TV properties getting adapted for the big screen has gotten to the point that it is so common place that it is hardly a surprise any more, even when the adaptations get looser and looser. “The Equalizer” is a straight ahead action thriller that is more than a little uneven but still gets to where it needs to be.
McCall (Denzel Washington) is a former black ops operative who faked his death to live a quiet life in Boston after the death if his wife, and the less anyone around him knows about his old job, the better it is for them. He comes out of his self-imposed retirement to rescue a young girl, Teri (Chloë Grace Moretz), he finds himself face to face with ultra-violent Russian gangsters who don’t ask questions, they just inflict pain. As he serves his unique brand of vengeance against those who brutalize the helpless, McCall’s desire for justice is reawakened as he discovers that he does have the power to help and mark a clear line between what is right and what is wrong. If someone has a problem and the odds are stacked against them with nowhere else to turn, McCall will help, every way he knows how bringing a fresh sense of justice back to the violent city streets.

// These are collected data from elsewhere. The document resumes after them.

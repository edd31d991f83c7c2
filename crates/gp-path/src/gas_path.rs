//! Gas path assembly and sequential evaluation.

use crate::config::FacilityConfig;
use crate::error::{PathError, PathResult};
use crate::registry::{ObjectRegistry, RegistryEntry};
use crate::topology::{FacilityFlags, FacilityType, Topology};
use gp_components::{
    ComponentError, Diaphragm, Driver, FacilityComponent, Nozzle, TestSection, Tube, TubeExit,
    TubeMode,
};
use gp_core::units::Velocity;
use gp_core::{StageField, StageKind, StageRole};
use gp_gas::{GasModel, NamedState};
use tracing::info;

/// Evaluated facility: stages in flow order plus the registry that indexes them.
#[derive(Debug)]
pub struct GasPath {
    topology: Topology,
    stages: Vec<Box<dyn FacilityComponent>>,
    registry: ObjectRegistry,
}

impl GasPath {
    /// Assemble the topology for `config` and evaluate every stage in order.
    pub fn evaluate(config: &FacilityConfig, model: &dyn GasModel) -> PathResult<Self> {
        config.validate()?;
        let topology = Topology::assemble(config.flags);
        topology.validate()?;
        check_references(config, &topology)?;

        info!(
            facility = %config.flags.facility_type,
            mode = %config.mode,
            stages = topology.len(),
            model = model.name(),
            "evaluating gas path"
        );

        let mut path = Self {
            stages: Vec::with_capacity(topology.len()),
            registry: ObjectRegistry::new(),
            topology,
        };
        let roles = path.topology.roles().to_vec();
        for role in roles {
            let stage = path.build_stage(role, config, model)?;
            path.push(stage)?;
        }
        Ok(path)
    }

    fn build_stage(
        &self,
        role: StageRole,
        config: &FacilityConfig,
        model: &dyn GasModel,
    ) -> PathResult<Box<dyn FacilityComponent>> {
        let component = |e: ComponentError| PathError::from_component(role, e);

        let stage: Box<dyn FacilityComponent> = match role.kind() {
            StageKind::Driver => {
                Box::new(Driver::evaluate(config.driver.clone(), model).map_err(component)?)
            }
            StageKind::Diaphragm => {
                let diaphragm = config.diaphragm(role).copied().ok_or_else(|| {
                    PathError::configuration(Some(role), "no diaphragm configuration")
                })?;
                Box::new(
                    Diaphragm::evaluate(role, diaphragm, self.upstream_exit(role)?, model)
                        .map_err(component)?,
                )
            }
            StageKind::Tube => {
                let mut tube = config
                    .tube(role)
                    .cloned()
                    .ok_or_else(|| PathError::configuration(Some(role), "no tube configuration"))?;
                tube.mode = config.mode.for_role(role);
                tube.exit = tube_exit(role, config.flags);
                Box::new(
                    Tube::evaluate(role, tube, self.upstream_exit(role)?, model, &self.registry)
                        .map_err(component)?,
                )
            }
            StageKind::Nozzle => {
                let nozzle = config.nozzle.ok_or_else(|| {
                    PathError::configuration(Some(role), "nozzle enabled but no area ratio")
                })?;
                Box::new(
                    Nozzle::evaluate(nozzle, self.upstream_exit(role)?, model)
                        .map_err(component)?,
                )
            }
            StageKind::TestSection => Box::new(
                TestSection::evaluate(config.test_section, self.upstream_exit(role)?, model)
                    .map_err(component)?,
            ),
        };
        Ok(stage)
    }

    fn upstream_exit(&self, role: StageRole) -> PathResult<NamedState> {
        self.stages
            .last()
            .map(|s| s.exit_state().clone())
            .ok_or_else(|| PathError::topology(Some(role), "stage has no upstream stage"))
    }

    /// Append an evaluated stage, enforcing order, continuity and positivity.
    fn push(&mut self, stage: Box<dyn FacilityComponent>) -> PathResult<()> {
        let role = stage.role();
        let index = self.stages.len();

        if self.topology.roles().get(index) != Some(&role) || !self.topology.flags().permits(role)
        {
            return Err(PathError::topology(
                Some(role),
                format!("stage not expected at position {index}"),
            ));
        }
        if let Some(prev) = self.stages.last() {
            if stage.entrance_state() != prev.exit_state() {
                return Err(PathError::topology(
                    Some(role),
                    format!(
                        "entrance state '{}' does not match upstream exit '{}'",
                        stage.entrance_state().name,
                        prev.exit_state().name
                    ),
                ));
            }
        }
        let shock_speed = stage.field_value(StageField::ShockSpeed);
        if let Some(vs) = shock_speed {
            if !(vs.is_finite() && vs > 0.0) {
                return Err(PathError::physical_state(
                    Some(role),
                    format!("resolved shock speed {vs} m/s is not positive"),
                ));
            }
        }

        let exit = stage.exit_state();
        info!(
            stage = %role,
            exit = %exit.name,
            p = exit.state.pressure().value,
            t = exit.state.temperature().value,
            u = exit.state.velocity().value,
            vs = shock_speed,
            "stage evaluated"
        );

        self.registry
            .register(role, RegistryEntry::from_stage(index, stage.as_ref()))?;
        self.stages.push(stage);
        Ok(())
    }

    pub fn topology(&self) -> &Topology {
        &self.topology
    }

    pub fn registry(&self) -> &ObjectRegistry {
        &self.registry
    }

    pub fn stages(&self) -> &[Box<dyn FacilityComponent>] {
        &self.stages
    }

    pub fn roles(&self) -> Vec<StageRole> {
        self.stages.iter().map(|s| s.role()).collect()
    }

    pub fn stage(&self, role: StageRole) -> Option<&dyn FacilityComponent> {
        self.registry
            .index_of(role)
            .and_then(|i| self.stages.get(i))
            .map(|s| s.as_ref())
    }

    pub fn shock_speed(&self, role: StageRole) -> Option<Velocity> {
        self.stage(role).and_then(|s| s.shock_speed())
    }

    /// Exit state of the last stage (behind the test-section normal shock).
    pub fn exit_state(&self) -> Option<&NamedState> {
        self.stages.last().map(|s| s.exit_state())
    }

    /// Every distinct named state in flow order.
    pub fn states(&self) -> Vec<&NamedState> {
        let mut seen: Vec<&NamedState> = Vec::new();
        for stage in &self.stages {
            for state in stage.entrance_states().into_iter().chain(stage.states()) {
                if !seen.iter().any(|s| s.name == state.name) {
                    seen.push(state);
                }
            }
        }
        seen
    }

    /// Look up a state by name ("state2", "state10f", ...).
    pub fn state(&self, name: &str) -> Option<&NamedState> {
        self.states().into_iter().find(|s| s.name == name)
    }
}

/// Exit state selection for a tube in `role`.
fn tube_exit(role: StageRole, flags: FacilityFlags) -> TubeExit {
    match role {
        StageRole::AccelerationTube => TubeExit::ExpandedEntrance,
        StageRole::ShockTube if flags.facility_type == FacilityType::ReflectedShockTunnel => {
            TubeExit::Reflected
        }
        _ => TubeExit::ShockedFill,
    }
}

/// Every guess or limit reference must point at a stage evaluated earlier.
fn check_references(config: &FacilityConfig, topology: &Topology) -> PathResult<()> {
    for (role, tube) in config.tubes() {
        if config.mode.for_role(role) == TubeMode::Experimental {
            continue;
        }
        let Some(position) = topology.position(role) else {
            continue;
        };
        for reference in tube.guesses.references() {
            match topology.position(reference.stage) {
                None => {
                    return Err(PathError::configuration(
                        Some(role),
                        format!("reference to {} which is not in this facility", reference.stage),
                    ));
                }
                Some(p) if p >= position => {
                    return Err(PathError::configuration(
                        Some(role),
                        format!(
                            "forward reference to {} of {}",
                            reference.field, reference.stage
                        ),
                    ));
                }
                Some(_) => {}
            }
            if reference.field == StageField::ShockSpeed
                && reference.stage.kind() != StageKind::Tube
            {
                return Err(PathError::configuration(
                    Some(role),
                    format!("{} has no shock speed", reference.stage),
                ));
            }
        }
    }
    Ok(())
}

It has moments where it drags on far, far too long, but director Antoine Fuqua has taken “The Equalizer” and given it a bad ass no nonsense feel that helps us over look some gaping holes in logic throughout the movie.
Antoine Fuqua and his director of photography Mauro Fiore simply shoot the hell out of this story from beginning to end and it is a marvel to watch because even the moments that are way too over stylized work in balance with this story of a man who is very much hiding from what he was and in many ways the reflection of the man that he used to be. The script from writer Richard Wenk could have used some serious trimming and there were some extended moments that just dragged and could have been handled in a much more efficient manner. The overall tone of the movie tends to pendulum between taking itself too seriously and not taking itself seriously enough. The leading protagonists were clear cut and well drawn out characters, if all be it simple ones, but it was in the supporting players where this movie needed some work.
Denzel is trying his very best to channel some Liam Neeson level badass in this movie and even though he comes awfully close he just doesn’t get there until the final act of the film when he is unleashing all kinds of violence in a beautiful action set piece at the climax of the movie. Marton Csokas chews all kinds of scenery as our Russian henchman Teddy and both Csokas and Washington have good chemistry dueling back and forth. Sadly there really isn’t anyone else in the movie. Chloe Moretz is in the movie for about 15-20 minutes and David Harbour is only around for about the same as a crooked cop working for the Russian mob. We never really get invested in any of the surrounding characters and when Washington’s McCall goes dark to get some assistance from his old government friends we get Melissa Leo and Bill Pullman for a break from the violence that feels terribly awkward and out of place.
At the end of the day, “The Equalizer” is a stylish yet violent affair that will satisfy most audiences but I can’t help but feel like this could have been a lot more special and interesting than it actually was.
3 out of 5 stars.
“The Equalizer” is now open in theatres all across the country, please check with your local listings for show times.